4 Common Business Planning Mistakes and How to Avoid Them
Do you want your business to be one of the over 500,000 that will have started by the end of 2021?
If yes, you’re certainly excited about starting your entrepreneurship journey. However, it’s likely that you are also afraid of what lies ahead, especially if you’re familiar with the high small business failure rate in the United States.
It’s true that a small business is more likely to fail than succeed, but there are steps you can take to enhance your chances of building a successful business. One of these is proper business planning.
But did you know entrepreneurs are prone to making some business planning mistakes? If you want to learn more about these mistakes, keep reading!
1. Failing to Validate an Idea
Some entrepreneurs don’t consider the phase of coming up with a product idea an active part of business planning. They start planning when the product is ready to hit the market.
This is a big mistake!
The process of opening a business starts the day you start thinking of a product idea. Without a product, you don’t have a business. Yet, so many entrepreneurs fail to validate their ideas before starting a business.
Idea validation enables you to establish whether you’re launching a product that has strong market demand. Not only that, but you’ll also be able to establish the nature of competition in the market. A product can have great marked demand, but if there are several similar products in the market, you might be unable to make sales that can sustain your business.
There are a couple of ways to validate a product or business idea, but conducting market research is the most reliable. You can even hire a market research service to gather all the market information you need to make smart decisions.
2. Failing to Write a Business Plan
Drawing a business plan is an integral part of the overall business planning.

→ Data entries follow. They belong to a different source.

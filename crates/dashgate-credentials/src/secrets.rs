//! TOML secrets credential source.
//!
//! The secret-store variant of the credential source: a deploy-managed TOML
//! document holding a `[[usuarios]]` list with the fixed keys `email`,
//! `senha`, and optional `nome` / `link`. Unlike the CSV variant there is
//! no header folding to do — the schema is fixed — so normalization is just
//! lowercasing/trimming the email and trimming the other fields.

use std::path::{Path, PathBuf};

use serde::Deserialize;
use tracing::{debug, warn};

use dashgate_contracts::credential::{CredentialRecord, CredentialTable};
use dashgate_contracts::error::{DashgateError, DashgateResult};
use dashgate_core::auth::normalize_email;
use dashgate_core::traits::CredentialSource;

/// One `[[usuarios]]` entry as it appears in the secrets document.
#[derive(Debug, Deserialize)]
struct SecretEntry {
    email: String,
    senha: String,
    #[serde(default)]
    nome: Option<String>,
    #[serde(default)]
    link: Option<String>,
}

/// The secrets document root.
#[derive(Debug, Deserialize)]
struct SecretDocument {
    #[serde(default)]
    usuarios: Vec<SecretEntry>,
}

/// A credential source backed by a TOML secrets file.
///
/// Like every source, the document is re-read on each `load()` so a
/// redeployed secret takes effect on the next login attempt.
#[derive(Debug)]
pub struct TomlSecretSource {
    path: PathBuf,
}

impl TomlSecretSource {
    /// Build a source reading from the secrets file at `path`.
    pub fn new(path: impl Into<PathBuf>) -> Self {
        Self { path: path.into() }
    }

    /// The file this source reads from.
    pub fn path(&self) -> &Path {
        &self.path
    }

    /// Parse `s` as a secrets document and normalize its entries.
    ///
    /// Returns `DashgateError::ConfigError` when the TOML is malformed or
    /// does not match the fixed `[[usuarios]]` schema.
    pub fn table_from_toml_str(s: &str) -> DashgateResult<CredentialTable> {
        let document: SecretDocument =
            toml::from_str(s).map_err(|e| DashgateError::ConfigError {
                reason: format!("failed to parse credential secrets: {}", e),
            })?;

        let blank_to_none =
            |v: Option<String>| v.map(|s| s.trim().to_string()).filter(|s| !s.is_empty());

        let records = document
            .usuarios
            .into_iter()
            .map(|entry| CredentialRecord {
                display_name: blank_to_none(entry.nome),
                email: normalize_email(&entry.email),
                password: entry.senha.trim().to_string(),
                dashboard_url: blank_to_none(entry.link),
            })
            .collect();

        Ok(CredentialTable::new(records))
    }

    fn read(&self) -> DashgateResult<CredentialTable> {
        let contents =
            std::fs::read_to_string(&self.path).map_err(|e| DashgateError::ConfigError {
                reason: format!("failed to read secrets file '{}': {}", self.path.display(), e),
            })?;
        Self::table_from_toml_str(&contents)
    }
}

impl CredentialSource for TomlSecretSource {
    /// Read the secrets file fresh. Any error collapses to an empty table.
    fn load(&self) -> CredentialTable {
        match self.read() {
            Ok(table) => {
                debug!(path = %self.path.display(), records = table.len(), "secrets read");
                table
            }
            Err(e) => {
                warn!(path = %self.path.display(), error = %e, "secrets unusable");
                CredentialTable::default()
            }
        }
    }
}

This is a document that fleshes out various aspects of the business you intend to start. For example, on a business plan, you can find information about the owners of the business, proposed location, type of business model, target market, and whatnot.

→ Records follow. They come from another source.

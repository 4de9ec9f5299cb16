//! Per-session authentication state.
//!
//! `SessionContext` is the explicit replacement for framework-held session
//! storage: one object per user session, passed into every handler. It is
//! created empty, populated once at login, and fully cleared at logout.

use chrono::{DateTime, Local};
use serde::{Deserialize, Serialize};

use crate::credential::CredentialRecord;

/// Unique identifier for one session ledger row.
///
/// Generated at `open()` time and used by `close()` to locate the row,
/// regardless of where the row sits in the file by then.
#[derive(Debug, Clone, Copy, PartialEq, Eq, Hash, Serialize, Deserialize)]
pub struct LedgerHandle(pub uuid::Uuid);

impl LedgerHandle {
    /// Create a new, unique handle.
    pub fn new() -> Self {
        Self(uuid::Uuid::new_v4())
    }
}

impl Default for LedgerHandle {
    fn default() -> Self {
        Self::new()
    }
}

impl std::fmt::Display for LedgerHandle {
    fn fmt(&self, f: &mut std::fmt::Formatter<'_>) -> std::fmt::Result {
        self.0.fmt(f)
    }
}

/// All state one user session carries between requests.
///
/// Lifecycle: `SessionContext::default()` at session start → populated by a
/// successful login → `clear()` at logout. `ledger_handle` is `None` when
/// the ledger write failed at login; logout then has nothing to close.
#[derive(Debug, Clone, Default, Serialize, Deserialize)]
pub struct SessionContext {
    /// True between a successful login and the matching logout.
    pub authenticated: bool,

    /// The matched credential record, present while authenticated.
    pub user: Option<CredentialRecord>,

    /// Handle to the open ledger row for this session, if one was written.
    pub ledger_handle: Option<LedgerHandle>,

    /// Wall-clock login time, used to compute the session duration at logout.
    pub login_time: Option<DateTime<Local>>,
}

impl SessionContext {
    /// Reset every field to the unauthenticated state.
    pub fn clear(&mut self) {
        *self = Self::default();
    }
}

Failing to write a business plan is planning to fail. Without a written reference point, it’s difficult to steer your business in the right direction. You won’t have a clear picture of important things, such as your ideal customer. And when this is the case, you won’t be in a position to develop and run effective targeted marketing campaigns.
Most entrepreneurs know the importance of having a business plan, so they don’t fail to write one prior to starting a business. However, they make the mistake of not drawing a detailed business plan.
As we’ve already said, a business plan has many key sections. If you write a plan that lacks some of these sections, you will be in the same position as someone who didn’t write the plan at all.
People who commit this mistake rarely do it out of choice, though. They do because they don’t have sufficient expertise to write a business plan. If you don’t know what should be in a business plan, you shouldn’t be writing it in the first place.
A good way to beat this mistake is to hire a small business consultant to write the business plan on your behalf.
3. No Clear Goals
What are your business goals?
Of course, your primary objective is to make a tidy profit. Besides that, do you have any other goals? If not, you’re making a big business planning mistake.
In today’s business climate, being profit-focused isn’t going to take you there. You need goals that can help your business make a profit.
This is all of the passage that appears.